I was thinking…what a waste of lives! Should I simply let these queens fight
and one survive? Why not recover them and let them mate in mating nucs? But
Monday is memorial day…Around 3:31 pm I went back to my lab, picked up some
queen cages, and came back to try to find my virgins…I wish I had thought
about this the first time, or I could have gathered some small bottles at
home to contain them…if I did that I would have gathered more than 10 of them.

I started at hive A, the frame I introduced with 6-7 cells only had one
queen cell intact, the rest all emerged…so this colony should have 2 (I
transferred them) + 4-5 (emerged between 2:20 and 4 pm). I recovered the one
in the cell (like before she started running when I opened the cell), and
found 2 more.

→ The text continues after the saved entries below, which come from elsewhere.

//! Wall legality and wall candidate generation
//!
//! A candidate wall is legal for the player to move iff:
//! 1. The game is still in progress
//! 2. It anchors on an interior slot
//! 3. The player still has walls in hand
//! 4. It overlaps no placed wall (same line within one slot, or a cross)
//! 5. With the wall added, **both** players can still reach their goal rows
//!
//! The reachability check runs against the hypothetical wall set before the
//! wall is committed, so a published state never encloses a pawn.

use crate::board::*;
use crate::constants::*;
use crate::path::has_path_to_row;
use crate::types::*;
use rand::Rng;
use std::collections::HashSet;

/// Check if two walls occupy any common stretch of board edge
///
/// Parallel walls on the same line overlap when their anchors are within one
/// slot of each other. Perpendicular walls overlap when they cross at the
/// same midpoint.
pub fn walls_overlap(a: &Wall, b: &Wall) -> bool {
    match (a.orientation, b.orientation) {
        (Orientation::Horizontal, Orientation::Horizontal) => {
            a.z == b.z && (a.x - b.x).abs() <= 1
        }
        (Orientation::Vertical, Orientation::Vertical) => a.x == b.x && (a.z - b.z).abs() <= 1,
        _ => a.x == b.x && a.z == b.z,
    }
}

/// Check if a wall overlaps any wall in the list
#[inline]
pub fn overlaps_any(wall: &Wall, walls: &[Wall]) -> bool {
    walls.iter().any(|placed| walls_overlap(wall, placed))
}

/// Check if both players can reach their goal rows with `candidate` added
pub fn keeps_goals_reachable(state: &GameState, candidate: &Wall) -> bool {
    let mut hypothetical = Vec::with_capacity(state.walls.len() + 1);
    hypothetical.extend_from_slice(&state.walls);
    hypothetical.push(*candidate);

    (0..PLAYER_COUNT)
        .all(|player| has_path_to_row(state.position_of(player), goal_row(player), &hypothetical))
}

/// Check the cheap, local rules for a candidate wall (everything but reachability)
pub fn is_wall_slot_free(wall: &Wall, state: &GameState) -> bool {
    !state.is_finished()
        && is_wall_slot_within_board(wall)
        && state.player(state.current_player).walls_left > 0
        && !overlaps_any(wall, &state.walls)
}

/// Check if the player to move may place `wall`
pub fn is_valid_wall_placement(wall: &Wall, state: &GameState) -> bool {
    is_wall_slot_free(wall, state) && keeps_goals_reachable(state, wall)
}

/// Every wall slot on the board, both orientations
pub fn all_wall_slots() -> impl Iterator<Item = Wall> {
    (0..WALL_SLOTS_PER_AXIS).flat_map(|x| {
        (0..WALL_SLOTS_PER_AXIS).flat_map(move |z| {
            Orientation::ALL
                .into_iter()
                .map(move |orientation| Wall::new(x, z, orientation))
        })
    })
}

/// Every wall the player to move may legally place
pub fn all_valid_walls(state: &GameState) -> Vec<Wall> {
    if state.is_finished() || state.player(state.current_player).walls_left == 0 {
        return Vec::new();
    }
    all_wall_slots()
        .filter(|wall| is_valid_wall_placement(wall, state))
        .collect()
}

/// Pick a uniformly random wall slot
pub fn random_wall_slot<R: Rng + ?Sized>(rng: &mut R) -> Wall {
    let x = rng.random_range(0..WALL_SLOTS_PER_AXIS);
    let z = rng.random_range(0..WALL_SLOTS_PER_AXIS);
    let orientation = if rng.random_bool(0.5) {
        Orientation::Horizontal
    } else {
        Orientation::Vertical
    };
    Wall::new(x, z, orientation)
}

/// Sample up to `count` distinct legal walls by trying random slots
///
/// Stops after `attempts` tries even if fewer than `count` were found.
pub fn sample_valid_walls<R: Rng + ?Sized>(
    state: &GameState,
    count: usize,
    attempts: usize,
    rng: &mut R,
) -> Vec<Wall> {
    let mut found = Vec::with_capacity(count);
    if count == 0 || state.is_finished() || state.player(state.current_player).walls_left == 0 {
        return found;
    }

    let mut tried = HashSet::new();
    for _ in 0..attempts {
        if found.len() >= count {
            break;
        }
        let wall = random_wall_slot(rng);
        if !tried.insert(wall) {
            continue;
        }
        if is_valid_wall_placement(&wall, state) {
            found.push(wall);
        }
    }

    found
}

/// Walls that would cut the boundary crossed by a single step
///
/// A vertical step is cut by the two horizontal walls covering its column at
/// that row boundary; a horizontal step by the two vertical walls covering
/// its row. Candidates off the slot grid are dropped.
pub fn walls_cutting_step(from: Position, to: Position) -> Vec<Wall> {
    let candidates = if from.x == to.x {
        let z = from.z.min(to.z);
        [Wall::horizontal(from.x, z), Wall::horizontal(from.x - 1, z)]
    } else {
        let x = from.x.min(to.x);
        [Wall::vertical(x, from.z), Wall::vertical(x, from.z - 1)]
    };
    candidates
        .into_iter()
        .filter(is_wall_slot_within_board)
        .collect()
}

/// Legal walls that cut the first few steps of a player's shortest path
///
/// Walks `steps` steps of `target`'s path and keeps, in path order, the
/// legal walls (for the player to move) that block any of them.
pub fn path_cutting_walls(state: &GameState, target: PlayerIndex, steps: usize) -> Vec<Wall> {
    if state.is_finished() || state.player(state.current_player).walls_left == 0 {
        return Vec::new();
    }

    let path = crate::path::path_to_goal(state, target, &state.walls);
    let mut previous = state.position_of(target);
    let mut walls = Vec::new();

    for &next in path.iter().take(steps) {
        for wall in walls_cutting_step(previous, next) {
            if !walls.contains(&wall) && is_valid_wall_placement(&wall, state) {
                walls.push(wall);
            }
        }
        previous = next;
    }

    walls
}

#[cfg(test)]
mod tests {
    use super::*;
    use crate::api::{apply_wall, create_initial_state};
    use rand::rngs::StdRng;
    use rand::SeedableRng;

    #[test]
    fn test_parallel_overlap_rules() {
        let wall = Wall::horizontal(2, 2);
        assert!(walls_overlap(&wall, &Wall::horizontal(2, 2)));
        assert!(walls_overlap(&wall, &Wall::horizontal(1, 2)));
        assert!(walls_overlap(&wall, &Wall::horizontal(3, 2)));
        assert!(!walls_overlap(&wall, &Wall::horizontal(4, 2)));
        assert!(!walls_overlap(&wall, &Wall::horizontal(2, 3)));

        let wall = Wall::vertical(5, 5);
        assert!(walls_overlap(&wall, &Wall::vertical(5, 4)));
        assert!(!walls_overlap(&wall, &Wall::vertical(5, 3)));
        assert!(!walls_overlap(&wall, &Wall::vertical(6, 5)));
    }

    #[test]
    fn test_cross_overlap_rules() {
        //! Perpendicular walls only collide when they share a midpoint
        assert!(walls_overlap(&Wall::horizontal(3, 3), &Wall::vertical(3, 3)));
        assert!(!walls_overlap(&Wall::horizontal(3, 3), &Wall::vertical(4, 3)));
        assert!(!walls_overlap(&Wall::horizontal(3, 3), &Wall::vertical(3, 2)));
    }

    #[test]
    fn test_valid_wall_on_fresh_board() {
        let state = create_initial_state();
        assert!(is_valid_wall_placement(&Wall::horizontal(3, 4), &state));
        assert!(!is_valid_wall_placement(&Wall::horizontal(8, 4), &state));
    }

    #[test]
    fn test_no_walls_left_rejects_placement() {
        let mut state = create_initial_state();
        state.players[0].walls_left = 0;
        assert!(!is_valid_wall_placement(&Wall::horizontal(3, 4), &state));
        assert!(all_valid_walls(&state).is_empty());
    }

    #[test]
    fn test_wall_that_encloses_a_player_is_rejected() {
        //! Closing the last gap around player 0's corner pocket is illegal
        let mut state = create_initial_state();
        state.players[0].position = Position::new(0, 0);
        state.walls = vec![Wall::vertical(1, 0)];
        state.wall_owners = vec![1];
        // Completing a 2x2 box around (0,0)-(1,1)
        assert!(!is_valid_wall_placement(&Wall::horizontal(0, 1), &state));
        // A wall elsewhere on the same line is fine
        assert!(is_valid_wall_placement(&Wall::horizontal(2, 1), &state));
    }

    #[test]
    fn test_enclosing_the_opponent_is_also_rejected() {
        let mut state = create_initial_state();
        state.players[1].position = Position::new(8, 8);
        state.walls = vec![Wall::vertical(6, 7)];
        state.wall_owners = vec![1];
        assert!(!is_valid_wall_placement(&Wall::horizontal(7, 6), &state));
    }

    #[test]
    fn test_all_valid_walls_on_fresh_board() {
        //! Nothing is placed yet, so every one of the 128 slots is legal
        let state = create_initial_state();
        assert_eq!(all_valid_walls(&state).len(), 128);
    }

    #[test]
    fn test_all_valid_walls_excludes_overlaps() {
        let state = apply_wall(3, 3, Orientation::Horizontal, &create_initial_state());
        let walls = all_valid_walls(&state);
        // Three parallel overlaps plus the crossing wall are gone
        assert_eq!(walls.len(), 128 - 4);
        assert!(!walls.contains(&Wall::vertical(3, 3)));
        assert!(walls.contains(&Wall::vertical(3, 2)));
    }

    #[test]
    fn test_sample_valid_walls_are_distinct_and_legal() {
        let state = create_initial_state();
        let mut rng = StdRng::seed_from_u64(7);
        let sample = sample_valid_walls(&state, 8, 100, &mut rng);
        assert_eq!(sample.len(), 8);
        let distinct: HashSet<_> = sample.iter().collect();
        assert_eq!(distinct.len(), 8);
        assert!(sample.iter().all(|w| is_valid_wall_placement(w, &state)));
    }

    #[test]
    fn test_walls_cutting_step() {
        let cuts = walls_cutting_step(Position::new(4, 0), Position::new(4, 1));
        assert_eq!(cuts, vec![Wall::horizontal(4, 0), Wall::horizontal(3, 0)]);

        let cuts = walls_cutting_step(Position::new(0, 0), Position::new(0, 1));
        assert_eq!(cuts, vec![Wall::horizontal(0, 0)]);

        let cuts = walls_cutting_step(Position::new(8, 8), Position::new(7, 8));
        assert_eq!(cuts, vec![Wall::vertical(7, 7)]);
    }

    #[test]
    fn test_path_cutting_walls_block_opponent() {
        let state = create_initial_state();
        let walls = path_cutting_walls(&state, 1, 2);
        assert!(!walls.is_empty());
        let opponent_start = state.position_of(1);
        let first = crate::path::path_to_goal(&state, 1, &state.walls)[0];
        assert!(walls
            .iter()
            .any(|w| wall_blocks_step(w, opponent_start, first)));
    }
}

I killed one by accident (the JZBZ cage cover wont snap back,
and I tried too hard and the whole cage bent and the poor virgin died).  In
hive B I recovered 4! One of them running on the bottom board.  I make one
more split form B, so this would be the 6th colony (colony F).  I finished
around 5:30 pm. I spent 2 hrs recovering 7 queens (one dead), if 5 of them
successfully mate, it would be $65.   I am pretty sure I missed 50% in hive
A (4 cells + 2 transferred should be 6 queens) , so I do not worry about
that one. Hive B has some larvae left (and should have 2-3 queens that I
missed), and I took a frame with eggs to hive F.  So all the colonies should
be ok (as long as they have eggs, if no virgins are in there, they will
raise more emergency cells to raise more queens).  I got curious and opened
the swarm hive (D) to see if there are multiple queens, but did not even see
the one I saw in the morning.  By then I was tired and did not want to go
through the frames a 2nd or 3rd time.

Oh, another strange queen cell I found. This was in hive B, I opened and
there is a drone (still pink eyed) pupa!  This time I got a photo of it. Yet
another cell had a dead larva (pretty small), but the cell was sealed…It
looked like too small a larva to spin a cocoon yet…so why sealed so early by
workers?

I still have a grant to write, so I had to turn down Larry’s invitation to
go fishing (I had never fished in his pond before).  He said he has caught
basses up to 24 inches. Not bad.  I got a rain check though.

This time I got stung about 5 times…

What I learned today: 

1). Virgin queens do not kill each other right away, at least not the first
few hours. They do not bother to open other queen cells either. I do not
know if we know the time line of how soon they do that, 

2). Bees do make mistakes, workers develop inside queen cells (why? Too old
a larva to become a queen?), and they because normal worker cells are
slightly tilted upward (against gravity), of course they would face the
wrong direction during pupation, so they die (why not turn around? I guess
instinctively they want to chew the upper direction). 

And 3). Drones develop inside queen cells! Workers apparently made a mistake
here, thinking the larva was a female, but actually it was a him!  I wonder
if the drones are “normal” or not, since royal jelly (assuming that he was
fed royal jelly since the cell was pointing downward and also had the queen
cell sculpture outside) are slightly different from “drone jelly”.

Zachary 5:55 pm.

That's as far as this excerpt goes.